You mean IE is actually useful for something other than system destruction? &lt;Amazed Look&gt;

--BigDumbDinosaur


So... you think perhaps that bad behaviour (monopolistic practices, etc.) is preferable to bad patents? Am I understanding correctly that you think your point of view reasonable?

--

I don't understand what point of view the person above is objecting to (and I wish you'd at least make up a name to "sign" with). I'm not in favor of bad patents or bad behavior and I don't think BigDumbDinosaur is either.

--TonyLawrence


"As I said in another post, we're at the point where a patent for toilet seat operation might be granted."

Oh, so true. It really is starting to feel like that isn't it? I am still having a hard time distinguishing what can be considered a patent, and what can not. Although a new, brilliant idea that took lot's of man hours, research and development to become a reality should be rewarded, where do you draw the line? Can that person be indefinitely rewarded? Does everyone need to continue to license the idea? One of the major reasons why I became involved in opensource was because someone believed in the freedom of sharing information, to make the product better, through distibuting the information freely. This allowed me, a poor college student, to dig in and learn. I certainly did not have the money for all the software development kits from Microsoft, even at the academic price. In the opensource world, I could learn about software development, and contribute back to it, to make things better. People who think that patents should be applied to any little idea, or product, stifle the little guy out there, who can really add value to a product to make it easier for other people to be able to use the product. My best example is always about prescription drugs, and their generic equivalent. I don't understand who drug companies can complain about their rights to patents, and that they need to recoup their product costs, when you see a ton of marketing for drugs now, that some of them, I still don't even know what they are used for. Marketing costs a lot of money, and do drug companies really need to keep being paid after they have paid for the R&amp;D efforts several times over? Does anyone really care about the small guy out there anymore? Personally, I think it is all political now. Look at who the big contribtors to the Bush campaign were, and look at how things are being decided. I hope I don't start a political debate here, but a lot of these decisions are political ones, not necessarily benefiting the average American, or someone who does not have much money to pay for items that have a large licensing cost.

- Bruce Garlock

I'd like to believe that our politicians do, for the most part, act in what they consider to be good faith. I know that its often very hard for them, because sometimes to get one thing done they need to trade political favors and support something else that they may not be so enamored of.

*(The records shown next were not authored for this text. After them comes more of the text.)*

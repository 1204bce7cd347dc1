use strand_core::graph::models::RawEntry;
use strand_core::{EntrySource, FileSource, LoadError};
use tempfile::TempDir;

const JSON_DATASET: &str = r#"[
  {"type": "schema", "uid": "_CLM-node", "label": "Claim"},
  {"type": "relation_def", "uid": "sup", "label": "Supports", "domain": "_EVD-node", "range": "_CLM-node"},
  {"type": "node", "uid": "c1", "title": "[[CLM]] - Warming is real", "creator": "Ada"},
  {"type": "relation", "predicate": "sup", "source": "e1", "destination": "c1"}
]"#;

const YAML_DATASET: &str = r#"
entries:
  - type: node
    uid: q1
    title: "[[QUE]] - Why now?"
    content: See the notes.
    references: [c1]
  - type: node
    uid: c1
    title: A claim
"#;

fn write(dir: &TempDir, name: &str, content: &str) -> FileSource {
    let path = dir.path().join(name);
    std::fs::write(&path, content).unwrap();
    FileSource::new(path)
}

#[test]
fn test_load_json_array() {
    let temp = TempDir::new().unwrap();
    let source = write(&temp, "graph.json", JSON_DATASET);

    let loaded = source.load().unwrap();
    assert_eq!(loaded.entries.len(), 4);
    assert_eq!(loaded.skipped, 0);
    assert!(matches!(loaded.entries[2], RawEntry::Node(ref n) if n.uid == "c1"));
}

#[test]
fn test_load_yaml_envelope() {
    let temp = TempDir::new().unwrap();
    let source = write(&temp, "graph.yml", YAML_DATASET);

    let loaded = source.load().unwrap();
    assert_eq!(loaded.entries.len(), 2);
    match &loaded.entries[0] {
        RawEntry::Node(node) => {
            assert_eq!(node.references, vec!["c1".to_string()]);
            assert_eq!(node.content, "See the notes.");
        }
        other => panic!("expected a node, got {:?}", other),
    }
}

#[test]
fn test_bad_entries_are_skipped() {
    let temp = TempDir::new().unwrap();
    let source = write(
        &temp,
        "graph.json",
        r#"[
          {"type": "node", "uid": "a", "title": "A"},
          {"type": "mystery", "uid": "b"},
          {"type": "relation", "predicate": "p"}
        ]"#,
    );

    let loaded = source.load().unwrap();
    assert_eq!(loaded.entries.len(), 1);
    assert_eq!(loaded.skipped, 2);
}

#[test]
fn test_malformed_top_level_is_fatal() {
    let temp = TempDir::new().unwrap();
    let source = write(&temp, "graph.json", r#"{"nodes": []}"#);
    assert!(matches!(source.load(), Err(LoadError::Malformed(_))));

    let source = write(&temp, "scalar.json", "42");
    assert!(matches!(source.load(), Err(LoadError::Malformed(_))));

    let source = write(&temp, "broken.json", "[{");
    assert!(matches!(source.load(), Err(LoadError::Json(_))));
}

#[test]
fn test_missing_file() {
    let temp = TempDir::new().unwrap();
    let path = temp.path().join("absent.json");
    let source = FileSource::new(&path);
    assert_eq!(source.path(), path.as_path());
    assert!(matches!(source.load(), Err(LoadError::NotFound(_))));
}

#[test]
fn test_fingerprint_tracks_content() {
    let temp = TempDir::new().unwrap();
    let first = write(&temp, "a.json", JSON_DATASET).load().unwrap();
    let same = write(&temp, "b.json", JSON_DATASET).load().unwrap();
    let other = write(&temp, "c.json", "[]").load().unwrap();

    let fingerprint = first.fingerprint.unwrap();
    assert_eq!(fingerprint.len(), 64);
    assert_eq!(Some(fingerprint.clone()), same.fingerprint);
    assert_ne!(Some(fingerprint), other.fingerprint);
}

Not that there isn't political influence from the moneyed folk, of course, but I think most of the problem there is simply that "money talks" in the sense that money gets you the opportunity to present your point of view very directly and often personally.

On the patent stuff, I think it's mostly ignorance. Examiners, judges and juries just don't understand that so many of these patents ARE obvious to those of us who have been banging at keyboards for a few years or more. Copyright extension, is I think, purely political and needs to be curtailed, or as someone suggested, corporations should be paying big fees to renew them - if Mickey Mouse is so important to Disney, they ought to be willing to pay for the privilege to keep that copyright so long.

I think patents need to be shorter for many things, and especially for software related patents. It might be valid to have a drug patent run for many years to recoup development costs, but software patents don't need anything like that - if they should exist at all.

One other thing: bad patents can be helpful in one sense. These horribly broad, all encompassing patents WILL expire someday, and when they do, their prior existence can help to avoid new bad patents of a similar type. Tough to hold your breath that long though.